Eine systematische Erforschung mittelalterlicher Wüstungen reicht weit zurück in das 19. Jh. und beschäftigte unterschiedliche Disziplinen. Die Fragen, wie es sein kann, dass ein Ort verlassen wurde, wie sich die Natur den Ort zurückgeholt hat und wer hier gelebt hat, beschäftigt Geografen, Historiker und Archäologen. Zwar kommen immer wieder neue Ausgrabungen dazu, doch scheint die Wüstungsforschung seit einigen Jahren inhaltlich eher zu stocken.

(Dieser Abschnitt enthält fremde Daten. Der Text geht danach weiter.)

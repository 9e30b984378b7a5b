use approx::assert_relative_eq;

use crate::auxiliary::atom::{Atom, ElementMap, ANGSTROM_TO_BOHR};
use crate::auxiliary::molecule::{DistanceUnit, Molecule};

const H2_XYZ: &str = "2\n\nH 0.0 0.0 0.0\nH 0.0 0.0 0.735\n";

#[test]
fn test_molecule_from_xyz_str() {
    let mol = Molecule::from_xyz_str(H2_XYZ, DistanceUnit::Angstrom).unwrap();
    assert_eq!(mol.atoms.len(), 2);
    assert_eq!(mol.atoms[0].atomic_number, 1);
    assert_relative_eq!(
        mol.atoms[1].coordinates[2],
        0.735 * ANGSTROM_TO_BOHR,
        max_relative = 1e-12
    );
    assert_eq!(mol.n_electrons().unwrap(), 2);
    assert_eq!(mol.n_alpha_beta().unwrap(), (1, 1));
}

#[test]
fn test_molecule_element_lookup_through_local_map() {
    // The element map lives only as long as this test body.
    let emap = ElementMap::new();
    let atom = Atom::from_xyz_line("He 0.0 0.0 0.5", &emap, 1.0).unwrap();
    assert_eq!(atom.atomic_number, 2);
    assert_relative_eq!(atom.coordinates[2], 0.5, max_relative = 1e-12);
    assert!(emap.get("Xx").is_none());
}

#[test]
fn test_molecule_nuclear_repulsion() {
    let mol = Molecule::from_xyz_str(H2_XYZ, DistanceUnit::Angstrom).unwrap();
    // 1/R with R = 0.735 Å.
    assert_relative_eq!(
        mol.nuclear_repulsion_energy(),
        1.0 / (0.735 * ANGSTROM_TO_BOHR),
        max_relative = 1e-12
    );

    let mol_bohr = Molecule::from_xyz_str("2\n\nH 0.0 0.0 0.0\nH 0.0 0.0 1.4\n", DistanceUnit::Bohr)
        .unwrap();
    assert_relative_eq!(mol_bohr.nuclear_repulsion_energy(), 1.0 / 1.4, max_relative = 1e-12);
}

#[test]
fn test_molecule_charge_multiplicity() {
    let mol = Molecule::from_xyz_str(H2_XYZ, DistanceUnit::Angstrom)
        .unwrap()
        .with_charge_and_multiplicity(1, 2);
    assert_eq!(mol.n_electrons().unwrap(), 1);
    assert_eq!(mol.n_alpha_beta().unwrap(), (1, 0));

    let bad = Molecule::from_xyz_str(H2_XYZ, DistanceUnit::Angstrom)
        .unwrap()
        .with_charge_and_multiplicity(0, 2);
    assert!(bad.n_alpha_beta().is_err());

    let zero = Molecule::from_xyz_str(H2_XYZ, DistanceUnit::Angstrom)
        .unwrap()
        .with_charge_and_multiplicity(0, 0);
    assert!(zero.n_alpha_beta().is_err());
}

#[test]
fn test_molecule_malformed_xyz() {
    assert!(Molecule::from_xyz_str("3\n\nH 0.0 0.0 0.0\n", DistanceUnit::Angstrom).is_err());
    assert!(Molecule::from_xyz_str("1\n\nXx 0.0 0.0 0.0\n", DistanceUnit::Angstrom).is_err());
}
use approx::assert_abs_diff_eq;

use crate::auxiliary::molecule::{DistanceUnit, Molecule};
use crate::basis::build_basis;
use crate::integrals::compute_ao_integrals;
use crate::scf::{restricted_hartree_fock, transform_to_mo};

/// Reference values for H2/STO-3G at R = 1.4 a.u. from Szabo & Ostlund, section 3.5.
#[test]
fn test_scf_h2_sto3g() {
    let mol = Molecule::from_xyz_str("2\n\nH 0.0 0.0 0.0\nH 0.0 0.0 1.4\n", DistanceUnit::Bohr)
        .unwrap();
    let basis = build_basis(&mol, "sto-3g").unwrap();
    let ao = compute_ao_integrals(&basis, &mol);
    let scf = restricted_hartree_fock(&ao, 2, 100, 1e-10).unwrap();

    assert_eq!(scf.n_occupied, 1);
    assert_abs_diff_eq!(scf.electronic_energy, -1.8310, epsilon = 2e-3);
    let total = scf.electronic_energy + mol.nuclear_repulsion_energy();
    assert_abs_diff_eq!(total, -1.1167, epsilon = 2e-3);
    assert!(scf.orbital_energies[0] < scf.orbital_energies[1]);
}

#[test]
fn test_scf_mo_transform_h2_sto3g() {
    let mol = Molecule::from_xyz_str("2\n\nH 0.0 0.0 0.0\nH 0.0 0.0 1.4\n", DistanceUnit::Bohr)
        .unwrap();
    let basis = build_basis(&mol, "sto-3g").unwrap();
    let ao = compute_ao_integrals(&basis, &mol);
    let scf = restricted_hartree_fock(&ao, 2, 100, 1e-10).unwrap();
    let mo = transform_to_mo(&ao, &scf, mol.nuclear_repulsion_energy(), 2);

    // Szabo & Ostlund MO-basis values; signs of h_12 depend on orbital phases and are
    // therefore not tested.
    assert_abs_diff_eq!(mo.one_body[(0, 0)], -1.2528, epsilon = 2e-3);
    assert_abs_diff_eq!(mo.one_body[(1, 1)], -0.4756, epsilon = 2e-3);
    assert_abs_diff_eq!(mo.two_body[(0, 0, 0, 0)], 0.6746, epsilon = 2e-3);
    assert_abs_diff_eq!(mo.two_body[(1, 1, 1, 1)], 0.6975, epsilon = 2e-3);
    assert_abs_diff_eq!(mo.two_body[(0, 0, 1, 1)], 0.6636, epsilon = 2e-3);
    assert_abs_diff_eq!(mo.two_body[(0, 1, 0, 1)], 0.1813, epsilon = 2e-3);

    // HF electronic energy reassembled from MO integrals: 2 h_11 + (11|11).
    assert_abs_diff_eq!(
        2.0 * mo.one_body[(0, 0)] + mo.two_body[(0, 0, 0, 0)],
        scf.electronic_energy,
        epsilon = 1e-8
    );
}

#[test]
fn test_scf_rejects_open_shell() {
    let mol = Molecule::from_xyz_str("2\n\nH 0.0 0.0 0.0\nH 0.0 0.0 1.4\n", DistanceUnit::Bohr)
        .unwrap();
    let basis = build_basis(&mol, "sto-3g").unwrap();
    let ao = compute_ao_integrals(&basis, &mol);
    assert!(restricted_hartree_fock(&ao, 1, 100, 1e-10).is_err());
    assert!(restricted_hartree_fock(&ao, 6, 100, 1e-10).is_err());
}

Eike Michel skizziert in seiner Einführung nicht nur die Methoden und einen forschungsgeschichtlichen Abriss der Wüstungsforschung, sondern auch den aktuellen Stand der Überlegungen zu Ursachen und Grundlagen insbesondere des spätmittelalterlichen Wüstungsprozesses.
Das »Arbeitsheft« bietet dem Neueinsteiger bequem einen ersten Überblick über die bisherigen Forschungsdebatten. Aktuell eröffnen neue Methoden und eine stärkere theoretische Verortung im Bereich der Umweltgeschichte für die Wüstungsforschung jedoch viele neue Fragestellungen, die nur kurz gestreift werden. Die Chancen, die gerade Wüstungen für das Verständnis der Folgen eines Klimawandels, von Pandemien oder technischem Fortschritt bieten, bleiben daher etwas undeutlich. Eine ausführlichere Darstellung moderner Wüstungsgrabungen – derer es viel weniger gibt, als man angesichts der Zahl bekannter Wüstungen annehmen sollte – hätte die Wüstungen in den Kontext von Umwelt, Kulturlandschaft und überdauernder Dörfer setzen können.